Perceptual Thresholds
Musicians can perceive monitoring latency above 5 to 10 ms, which interferes with timing and performance. Above 20 ms, monitoring becomes uncomfortable for most performers. For video playback, lip-sync tolerance is approximately 40 ms before the delay becomes distracting. PA system delay alignment accuracy should be within 1 ms for crossover regions and within 5 ms for delay fill timing.
Sources of Latency
A/D and D/A converters typically add 0.5 to 2 ms each. DSP processing adds latency proportional to the buffer size — a 256-sample buffer at 48 kHz adds 5.3 ms. Network audio protocols (Dante, AVB) add 0.5 to 5 ms depending on configuration. FIR EQ filters add latency equal to half the filter length.
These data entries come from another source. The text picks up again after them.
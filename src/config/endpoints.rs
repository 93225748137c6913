//! Process-wide service endpoint defaults.
//!
//! Individual accounts may override these (see [`crate::routing`]); an unset
//! field falls through to the provider's built-in endpoint.
//!
//! # Example
//!
//! ```toml
//! [endpoints]
//! use_custom_resolver = true
//! compute = "compute.private-api.example.net:443"
//! iam = "iam.private-api.example.net:443"
//! resource_manager = "resource-manager.private-api.example.net:443"
//! ```

use serde::{Deserialize, Serialize};

use super::{
    ConfigError,
    env::{EnvSource, bool_var},
};

/// Environment variable holding the default compute endpoint.
pub const COMPUTE_ENDPOINT_VAR: &str = "YC_COMPUTE_ENDPOINT";
/// Environment variable holding the default IAM endpoint.
pub const IAM_ENDPOINT_VAR: &str = "YC_IAM_ENDPOINT";
/// Environment variable holding the default resource-manager endpoint.
pub const RM_ENDPOINT_VAR: &str = "YC_RM_ENDPOINT";
/// Environment variable toggling endpoint overrides.
pub const CUSTOM_RESOLVER_VAR: &str = "YC_CUSTOM_SERVICE_ENDPOINT_RESOLVER";

#[derive(Debug, Clone, Default, Serialize, Deserialize, PartialEq, Eq)]
#[serde(deny_unknown_fields)]
pub struct EndpointsConfig {
    /// Whether accounts use overridden endpoints unless they say otherwise.
    /// Default: false (always use the provider's public endpoints)
    #[serde(default)]
    pub use_custom_resolver: bool,

    /// Default endpoint for the compute API (images).
    #[serde(default)]
    pub compute: Option<String>,

    /// Default endpoint for the IAM API (token exchange).
    #[serde(default)]
    pub iam: Option<String>,

    /// Default endpoint for the resource-manager API (folders).
    #[serde(default)]
    pub resource_manager: Option<String>,
}

impl EndpointsConfig {
    /// Apply the unprefixed `YC_*_ENDPOINT` variables and the resolver flag.
    pub fn apply_env(&mut self, env: &dyn EnvSource) -> Result<(), ConfigError> {
        if let Some(compute) = env.non_empty(COMPUTE_ENDPOINT_VAR) {
            self.compute = Some(compute);
        }
        if let Some(iam) = env.non_empty(IAM_ENDPOINT_VAR) {
            self.iam = Some(iam);
        }
        if let Some(rm) = env.non_empty(RM_ENDPOINT_VAR) {
            self.resource_manager = Some(rm);
        }
        if let Some(flag) = bool_var(env, CUSTOM_RESOLVER_VAR)? {
            self.use_custom_resolver = flag;
        }
        Ok(())
    }
}
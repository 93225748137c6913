use std::{path::PathBuf, sync::Arc};

use clap::Parser;
use yc_image_cleaner::{
    accounts::discover_accounts,
    config::{
        CleanerConfig,
        env::{EnvSource, ProcessEnv},
    },
    observability,
    providers::yandex::YandexSessionFactory,
    retention::{RetentionRunner, log_report, start_retention_worker},
    routing::EndpointResolver,
};

/// CLI arguments for the image cleaner
#[derive(Parser, Debug)]
#[command(version, about = "Yandex Cloud compute image retention", long_about = None)]
struct Args {
    #[command(subcommand)]
    command: Option<Command>,

    /// Path to a TOML config file. Without one, defaults and environment
    /// variables are used.
    #[arg(short, long, global = true)]
    config: Option<PathBuf>,

    /// Log what would be deleted without deleting anything
    #[arg(long, global = true)]
    dry_run: bool,

    /// Load environment variables from this file instead of `./.env`
    #[arg(long, global = true)]
    env_file: Option<PathBuf>,
}

#[derive(clap::Subcommand, Debug)]
enum Command {
    /// Run the cleanup once for every configured account and exit (default)
    Run,
    /// Run the cleanup repeatedly at `schedule.interval_secs`
    Daemon,
    /// Print the discovered accounts and configuration problems
    Accounts,
}

#[tokio::main]
async fn main() {
    let args = Args::parse();

    // Before anything reads the environment
    let env_file = load_env_file(args.env_file.as_deref());

    let mut config = match CleanerConfig::load(args.config.as_deref(), &ProcessEnv) {
        Ok(c) => c,
        Err(e) => {
            eprintln!("Failed to load configuration: {}", e);
            std::process::exit(1);
        }
    };
    if args.dry_run {
        config.retention.dry_run = true;
    }

    if let Err(e) = observability::init_tracing(&config.observability) {
        eprintln!("Error: {}", e);
        std::process::exit(1);
    }

    match env_file {
        Ok(Some(path)) => tracing::debug!(path = %path.display(), "Loaded environment file"),
        Ok(None) => {}
        Err(e) => {
            tracing::error!(error = %e, "Failed to load environment file");
            std::process::exit(1);
        }
    }

    match args.command {
        Some(Command::Accounts) => run_accounts(&config),
        Some(Command::Daemon) => run_daemon(config).await,
        Some(Command::Run) | None => run_once(config).await,
    }
}

/// Load `--env-file`, or `./.env` if present. A missing default file is not
/// an error.
fn load_env_file(explicit: Option<&std::path::Path>) -> Result<Option<PathBuf>, dotenvy::Error> {
    match explicit {
        Some(path) => dotenvy::from_path(path).map(|()| Some(path.to_path_buf())),
        None => match dotenvy::dotenv() {
            Ok(path) => Ok(Some(path)),
            Err(e) if e.not_found() => Ok(None),
            Err(e) => Err(e),
        },
    }
}

fn build_runner(config: &CleanerConfig) -> RetentionRunner {
    let sessions = match YandexSessionFactory::new(&config.provider) {
        Ok(factory) => factory,
        Err(e) => {
            tracing::error!(error = %e, "Failed to create HTTP client");
            std::process::exit(1);
        }
    };

    RetentionRunner::new(
        config.retention.clone(),
        EndpointResolver::new(config.endpoints.clone()),
        Arc::new(sessions),
    )
}

/// One scheduled invocation.
///
/// Exits non-zero only if no account was configured or every account aborted.
async fn run_once(config: CleanerConfig) {
    let runner = build_runner(&config);
    let discovery = discover_accounts(&ProcessEnv);

    let report = runner.run_once(discovery).await;
    log_report(&report);

    if report.has_failures() {
        std::process::exit(1);
    }
}

async fn run_daemon(config: CleanerConfig) {
    if let Err(e) = observability::metrics::init_metrics(&config.observability.metrics) {
        tracing::warn!(error = %e, "Failed to initialize metrics");
    }

    let runner = build_runner(&config);
    let env: Arc<dyn EnvSource> = Arc::new(ProcessEnv);

    tokio::select! {
        _ = start_retention_worker(runner, env, config.schedule.interval()) => {},
        _ = shutdown_signal() => {
            tracing::info!("Shutdown signal received, stopping");
        }
    }
}

async fn shutdown_signal() {
    let ctrl_c = async {
        if let Err(e) = tokio::signal::ctrl_c().await {
            tracing::warn!(error = %e, "Failed to install Ctrl+C handler");
            std::future::pending::<()>().await;
        }
    };

    #[cfg(unix)]
    let terminate = async {
        match tokio::signal::unix::signal(tokio::signal::unix::SignalKind::terminate()) {
            Ok(mut signal) => {
                signal.recv().await;
            }
            Err(e) => {
                tracing::warn!(error = %e, "Failed to install SIGTERM handler");
                std::future::pending::<()>().await;
            }
        }
    };

    #[cfg(not(unix))]
    let terminate = std::future::pending::<()>();

    tokio::select! {
        _ = ctrl_c => {},
        _ = terminate => {},
    }
}

/// Print discovered accounts. Credentials are never printed.
fn run_accounts(config: &CleanerConfig) {
    let resolver = EndpointResolver::new(config.endpoints.clone());
    let discovery = discover_accounts(&ProcessEnv);

    for account in &discovery.accounts {
        let folders = match &account.folder_ids {
            Some(ids) => ids.iter().cloned().collect::<Vec<_>>().join(","),
            None => "*".to_string(),
        };
        let endpoints = match resolver.resolve(account) {
            Ok(resolved) if resolved.is_custom() => "custom",
            Ok(_) => "builtin",
            Err(_) => "invalid",
        };
        println!(
            "{}\tcloud={}\tsa={}\tfolders={}\tendpoints={}",
            account.label(),
            account.cloud_id,
            account.credentials.service_account_id,
            folders,
            endpoints
        );
    }

    for issue in &discovery.issues {
        println!("issue\t{}", issue);
    }

    if discovery.accounts.is_empty() {
        std::process::exit(1);
    }
}
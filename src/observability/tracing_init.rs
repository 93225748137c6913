//! Tracing initialization with configurable logging formats.
//!
//! Logs go to stderr so that command output on stdout (the `accounts` listing)
//! stays machine-readable.

use tracing_subscriber::{EnvFilter, layer::SubscriberExt, util::SubscriberInitExt};

use crate::config::{LogFormat, LoggingConfig, ObservabilityConfig};

/// Initialize the tracing subscriber with the given configuration.
///
/// This sets up:
/// - Console logging with configurable format (pretty, compact, JSON)
/// - Environment-based log filtering (`RUST_LOG` wins over the config)
pub fn init_tracing(config: &ObservabilityConfig) -> Result<(), TracingError> {
    let logging = &config.logging;
    let filter = build_env_filter(logging, std::env::var("RUST_LOG").ok().as_deref());
    let registry = tracing_subscriber::registry().with(filter);

    let result = match (logging.format, logging.timestamps) {
        (LogFormat::Pretty, true) => registry
            .with(
                tracing_subscriber::fmt::layer()
                    .pretty()
                    .with_writer(std::io::stderr)
                    .with_target(true)
                    .with_file(logging.file_line)
                    .with_line_number(logging.file_line),
            )
            .try_init(),
        (LogFormat::Pretty, false) => registry
            .with(
                tracing_subscriber::fmt::layer()
                    .pretty()
                    .with_writer(std::io::stderr)
                    .with_target(true)
                    .with_file(logging.file_line)
                    .with_line_number(logging.file_line)
                    .without_time(),
            )
            .try_init(),
        (LogFormat::Compact, true) => registry
            .with(
                tracing_subscriber::fmt::layer()
                    .compact()
                    .with_writer(std::io::stderr)
                    .with_target(true)
                    .with_file(logging.file_line)
                    .with_line_number(logging.file_line),
            )
            .try_init(),
        (LogFormat::Compact, false) => registry
            .with(
                tracing_subscriber::fmt::layer()
                    .compact()
                    .with_writer(std::io::stderr)
                    .with_target(true)
                    .with_file(logging.file_line)
                    .with_line_number(logging.file_line)
                    .without_time(),
            )
            .try_init(),
        (LogFormat::Json, true) => registry
            .with(
                tracing_subscriber::fmt::layer()
                    .json()
                    .with_writer(std::io::stderr)
                    .with_current_span(logging.include_spans)
                    .with_span_list(logging.include_spans)
                    .with_file(logging.file_line)
                    .with_line_number(logging.file_line),
            )
            .try_init(),
        (LogFormat::Json, false) => registry
            .with(
                tracing_subscriber::fmt::layer()
                    .json()
                    .with_writer(std::io::stderr)
                    .with_current_span(logging.include_spans)
                    .with_span_list(logging.include_spans)
                    .with_file(logging.file_line)
                    .with_line_number(logging.file_line)
                    .without_time(),
            )
            .try_init(),
    };

    result.map_err(|e| TracingError::Init(e.to_string()))
}

/// Build the environment filter from logging config.
///
/// `rust_log` (the `RUST_LOG` value) takes precedence. Otherwise the
/// configured level is combined with the extra filter directives, or with a
/// default that quiets the HTTP stack.
fn build_env_filter(config: &LoggingConfig, rust_log: Option<&str>) -> EnvFilter {
    let base_level = config.level.as_str();

    if let Some(env_filter) = rust_log {
        EnvFilter::try_new(env_filter).unwrap_or_else(|_| EnvFilter::new(base_level))
    } else if let Some(filter) = &config.filter {
        let combined = format!("{},{}", base_level, filter);
        EnvFilter::try_new(combined).unwrap_or_else(|_| EnvFilter::new(base_level))
    } else {
        EnvFilter::new(default_directives(base_level))
    }
}

fn default_directives(base_level: &str) -> String {
    format!("{base_level},hyper=warn,hyper_util=warn,h2=warn,reqwest=warn,rustls=warn")
}

/// Tracing initialization errors.
#[derive(Debug, thiserror::Error)]
pub enum TracingError {
    #[error("Failed to initialize tracing: {0}")]
    Init(String),
}

#[cfg(test)]
mod tests {
    use super::*;
    use crate::config::LogLevel;

    #[test]
    fn test_rust_log_wins() {
        let config = LoggingConfig {
            level: LogLevel::Error,
            filter: Some("yc_image_cleaner=trace".into()),
            ..Default::default()
        };
        let filter = build_env_filter(&config, Some("debug"));
        assert_eq!(filter.to_string(), "debug");
    }

    #[test]
    fn test_config_filter_combined_with_level() {
        let config = LoggingConfig {
            level: LogLevel::Warn,
            filter: Some("yc_image_cleaner=debug".into()),
            ..Default::default()
        };
        let filter = build_env_filter(&config, None).to_string();
        assert!(filter.contains("warn"));
        assert!(filter.contains("yc_image_cleaner=debug"));
    }

    #[test]
    fn test_default_quiets_http_stack() {
        let directives = default_directives("info");
        assert!(directives.starts_with("info,"));
        assert!(directives.contains("reqwest=warn"));
        assert!(directives.contains("hyper=warn"));
    }

    #[test]
    fn test_invalid_rust_log_falls_back_to_level() {
        let config = LoggingConfig {
            level: LogLevel::Debug,
            ..Default::default()
        };
        let filter = build_env_filter(&config, Some("yc_image_cleaner=loud"));
        assert_eq!(filter.to_string(), "debug");
    }
}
These delays accumulate through the signal chain.
Reducing Latency
Minimize latency by using smaller DSP buffer sizes (accepting higher CPU load), using direct monitoring where possible, choosing low-latency audio interfaces and protocols, and avoiding unnecessary FIR processing. For live performance, in-ear monitors fed from a low-latency mix bus reduce the perceived latency compared to speaker monitoring that adds acoustic propagation delay.